Because every placement is timestamped and stored, you also get the signals a single inspection can never give you: how long a creative has run, how many networks an advertiser spreads across, and which placements keep reappearing. The hearing-aid ad above logged 26 days of continuous observation. The longest-running creatives in our index right now sit at 28 days, the full width of our current observation window: an Outbrain pet-content ad ("Dog licks aren't kisses. Here's what your dog really means"), a SmartAsset finance unit about IRA taxes, and a cluster of those Microsoft Audience Network IQ quizzes.
A note on that 28-day figure. It's what we've directly observed, not the creative's full lifespan. The industry lore about "90-day winners" you keep paying to run is a separate, general claim, and it's plausible, but it's not our measurement. What we can say is that longevity and spread are the closest thing native has to a public performance signal. Nobody keeps a losing creative live for four straight weeks. Reading network plus longevity plus spread together is what separates intelligence from a screenshot.

A practical workflow#
Put the two methods in their proper place.
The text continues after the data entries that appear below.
use crate::database::Database;
use crate::document::Document;
use crate::error::Error;
use crate::event::RowMutation;
use crate::replication::columns::ColumnNames;
use crate::replication::value::normalize;
use crate::replication::{BinlogPosition, ReplicationLog, RowEventSource};
use mysql_async::BinlogStream;
use mysql_common::binlog::consts::EventType;
use mysql_common::binlog::events::{Event, EventData, RotateEvent};
use mysql_common::binlog::row::BinlogRow;
use serde::Deserialize;
use std::collections::VecDeque;
use std::sync::Arc;
use tokio_stream::StreamExt;
use tracing::{debug, info, warn};

/// When the reported position moves past a rows event carrying several rows.
#[derive(Clone, Copy, Debug, Default, PartialEq, Eq, Deserialize)]
#[serde(rename_all = "lowercase")]
pub enum CheckpointMode {
    /// After the last row of the event was handed out.
    #[default]
    Event,
    /// Right after the first row was handed out, remaining rows of the event
    /// are lost when the process stops before they are enqueued.
    Row,
}

/// Rows decoded from one event, waiting to be handed out.
#[derive(Debug, Default)]
struct PendingRows {
    mode: CheckpointMode,
    rows: VecDeque<RowMutation>,
    position: Option<BinlogPosition>,
}

impl PendingRows {
    fn new(mode: CheckpointMode) -> Self {
        Self {
            mode,
            ..Self::default()
        }
    }

    /// Queues the rows of an event ending at `next`, returns the position
    /// the source moves to right away.
    fn push(
        &mut self,
        rows: impl IntoIterator<Item = RowMutation>,
        next: BinlogPosition,
    ) -> Option<BinlogPosition> {
        self.rows.extend(rows);

        match (self.mode, self.rows.is_empty()) {
            (CheckpointMode::Event, false) => {
                self.position = Some(next);
                None
            }
            _ => Some(next),
        }
    }

    /// Next row with the position reached once it is handed out.
    fn pop(&mut self) -> Option<(RowMutation, Option<BinlogPosition>)> {
        let row = self.rows.pop_front()?;
        let position = match self.rows.is_empty() {
            true => self.position.take(),
            false => None,
        };

        Some((row, position))
    }
}

/// Binary log of the source server, restricted to a set of databases.
#[derive(Clone, Debug)]
pub struct BinlogLog {
    database: Database,
    databases: Arc<[String]>,
    checkpoint: CheckpointMode,
}

impl BinlogLog {
    pub fn new(database: Database, databases: impl Into<Arc<[String]>>) -> Self {
        Self {
            database,
            databases: databases.into(),
            checkpoint: CheckpointMode::default(),
        }
    }

    pub fn with_checkpoint_mode(self, checkpoint: CheckpointMode) -> Self {
        Self { checkpoint, ..self }
    }
}

impl ReplicationLog for BinlogLog {
    type Source = BinlogEventSource;

    async fn open(&self, start: Option<BinlogPosition>) -> Result<BinlogEventSource, Error> {
        let position = match start {
            Some(position) => position,
            None => self.database.binlog_position().await?,
        };

        info!(%position, checkpoint = ?self.checkpoint, "opening binlog stream");

        let stream = self.database.binlog_stream(&position).await?;
        let mut columns = ColumnNames::default();
        columns
            .populate(
                &mut self.database.acquire_connection().await?,
                &self.databases,
            )
            .await?;

        Ok(BinlogEventSource {
            database: self.database.clone(),
            databases: self.databases.clone(),
            stream,
            columns,
            position,
            pending: PendingRows::new(self.checkpoint),
        })
    }
}

pub struct BinlogEventSource {
    database: Database,
    databases: Arc<[String]>,
    stream: BinlogStream,
    columns: ColumnNames,
    position: BinlogPosition,
    pending: PendingRows,
}

impl RowEventSource for BinlogEventSource {
    async fn next_mutation(&mut self) -> Result<Option<RowMutation>, Error> {
        loop {
            if let Some((mutation, position)) = self.pending.pop() {
                if let Some(position) = position {
                    self.position = position;
                }

                return Ok(Some(mutation));
            }

            let event = match self.stream.next().await {
                Some(event) => event?,
                None => return Ok(None),
            };

            self.process_event(event).await?;
        }
    }

    fn position(&self) -> &BinlogPosition {
        &self.position
    }
}

impl BinlogEventSource {
    async fn process_event(&mut self, event: Event) -> Result<(), Error> {
        match event.header().event_type() {
            Ok(
                EventType::DELETE_ROWS_EVENT
                | EventType::WRITE_ROWS_EVENT
                | EventType::UPDATE_ROWS_EVENT
                | EventType::PARTIAL_UPDATE_ROWS_EVENT,
            ) => self.process_rows_event(event).await,
            Ok(EventType::ROTATE_EVENT) => {
                let rotate_event: RotateEvent = event.read_event()?;

                self.position = self
                    .position
                    .clone()
                    .with_file(rotate_event.name())
                    .with_position(rotate_event.position());
                debug!(position = %self.position, "binlog rotated");

                Ok(())
            }
            _ => Ok(()),
        }
    }

    async fn process_rows_event(&mut self, event: Event) -> Result<(), Error> {
        let next_position = self
            .position
            .clone()
            .with_position(u64::from(event.header().log_pos()));

        let (db, table, rows) = match event.read_data()? {
            Some(EventData::RowsEvent(rows_event)) => {
                let table_map = match self.stream.get_tme(rows_event.table_id()) {
                    Some(table_map) => table_map,
                    None => {
                        warn!(table_id = rows_event.table_id(), "rows event without table map");
                        return Ok(());
                    }
                };

                let db = table_map.database_name().into_owned();
                if !self.databases.contains(&db) {
                    self.position = next_position;
                    return Ok(());
                }

                let rows = rows_event
                    .rows(table_map)
                    .collect::<Result<Vec<(Option<BinlogRow>, Option<BinlogRow>)>, _>>()?;

                (db, table_map.table_name().into_owned(), rows)
            }
            _ => return Ok(()),
        };

        if !self.columns.has_table(&db, &table) {
            debug!(db, table, "reloading column names");
            self.columns
                .populate(&mut self.database.acquire_connection().await?, &self.databases)
                .await?;
        }

        let mut mutations = Vec::with_capacity(rows.len());

        for row in rows {
            let mutation = match row {
                (None, Some(after)) => {
                    RowMutation::insert(&db, &table, self.row_document(&db, &table, &after))
                }
                (Some(before), None) => {
                    RowMutation::delete(&db, &table, self.row_document(&db, &table, &before))
                }
                (Some(before), Some(after)) => RowMutation::update(
                    &db,
                    &table,
                    self.row_document(&db, &table, &before),
                    self.row_document(&db, &table, &after),
                ),
                (None, None) => continue,
            };

            mutations.push(mutation);
        }

        if let Some(position) = self.pending.push(mutations, next_position) {
            self.position = position;
        }

        Ok(())
    }

    fn row_document(&self, db: &str, table: &str, row: &BinlogRow) -> Document {
        row.columns_ref()
            .iter()
            .enumerate()
            .filter_map(|(index, column)| {
                let value = row.as_ref(index)?;
                let name = column.name_str();

                let name = match name.is_empty() {
                    false => name.into_owned(),
                    true => self
                        .columns
                        .column_name(db, table, index)
                        .map(str::to_owned)
                        .unwrap_or_else(|| format!("column_{index}")),
                };

                Some((name, normalize(value, column.column_type())))
            })
            .collect()
    }
}

#[cfg(test)]
mod tests {
    use super::*;

    fn rows() -> Vec<RowMutation> {
        (1..=3)
            .map(|id| RowMutation::insert("shop", "orders", document! {"id" => id}))
            .collect()
    }

    fn end() -> BinlogPosition {
        BinlogPosition::new("bin.000001", 900)
    }

    #[test]
    fn holds_position_until_last_row_of_event() {
        let mut pending = PendingRows::new(CheckpointMode::Event);

        assert_eq!(pending.push(rows(), end()), None);
        assert_eq!(pending.pop().map(|(_, position)| position), Some(None));
        assert_eq!(pending.pop().map(|(_, position)| position), Some(None));
        assert_eq!(pending.pop().map(|(_, position)| position), Some(Some(end())));
        assert!(pending.pop().is_none());
    }

    #[test]
    fn moves_position_with_first_row_in_row_mode() {
        let mut pending = PendingRows::new(CheckpointMode::Row);

        assert_eq!(pending.push(rows(), end()), Some(end()));
        assert_eq!(pending.pop().map(|(_, position)| position), Some(None));
        assert_eq!(pending.rows.len(), 2);
    }

    #[test]
    fn moves_position_for_event_without_rows() {
        let mut pending = PendingRows::new(CheckpointMode::Event);

        assert_eq!(pending.push(Vec::new(), end()), Some(end()));
        assert!(pending.pop().is_none());
    }
}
Use manual inspection when you have one ad in front of you and need a fast answer. Use a native ad spy tool when the question involves more than one placement, more than one moment, or the advertiser hidden behind the redirect.
A typical competitive pass looks like this. Identify the networks active in your vertical. Pull every advertiser running on each. Sort by how long their creatives have survived. Then trace the long-running winners to their landing pages and pre-landers. Finance is the busiest vertical in our index (17,232 creatives), with insurance (15,629) and health (14,895) right behind, so those three are where you'll find the most to chew on. The network identification you just learned to do by hand is step one of that loop, automated and run continuously so the evidence doesn't vanish on refresh. This all sits inside the broader practice of ad transparency: using public ad data to understand who is advertising what, where, and how.
If you want to skip straight to the structured output, start free and browse 200 captured native ads with their network, supply chain, and resolved advertiser already classified. No card required.
Key takeaways#
- The ad network is encoded in the click URL, loader script, container markup, and pixel domains. The serving domain is the single most reliable fingerprint.
- You can identify the network without clicking the live ad. The signal lives in the unclicked
hrefand the page markup. - Distinguish the network (who placed it) from the advertiser (who's selling). Remember that partnerships like Yahoo-Taboola and the Outbrain-Teads merger change what a fingerprint means.
- Manual inspection works for a single ad. Scale, rotation, and the redirect chain force you to an automated, captured-copy approach for real research.
- Network identification is step one. The intelligence comes from pairing it with the resolved advertiser, plus longevity and cross-network spread.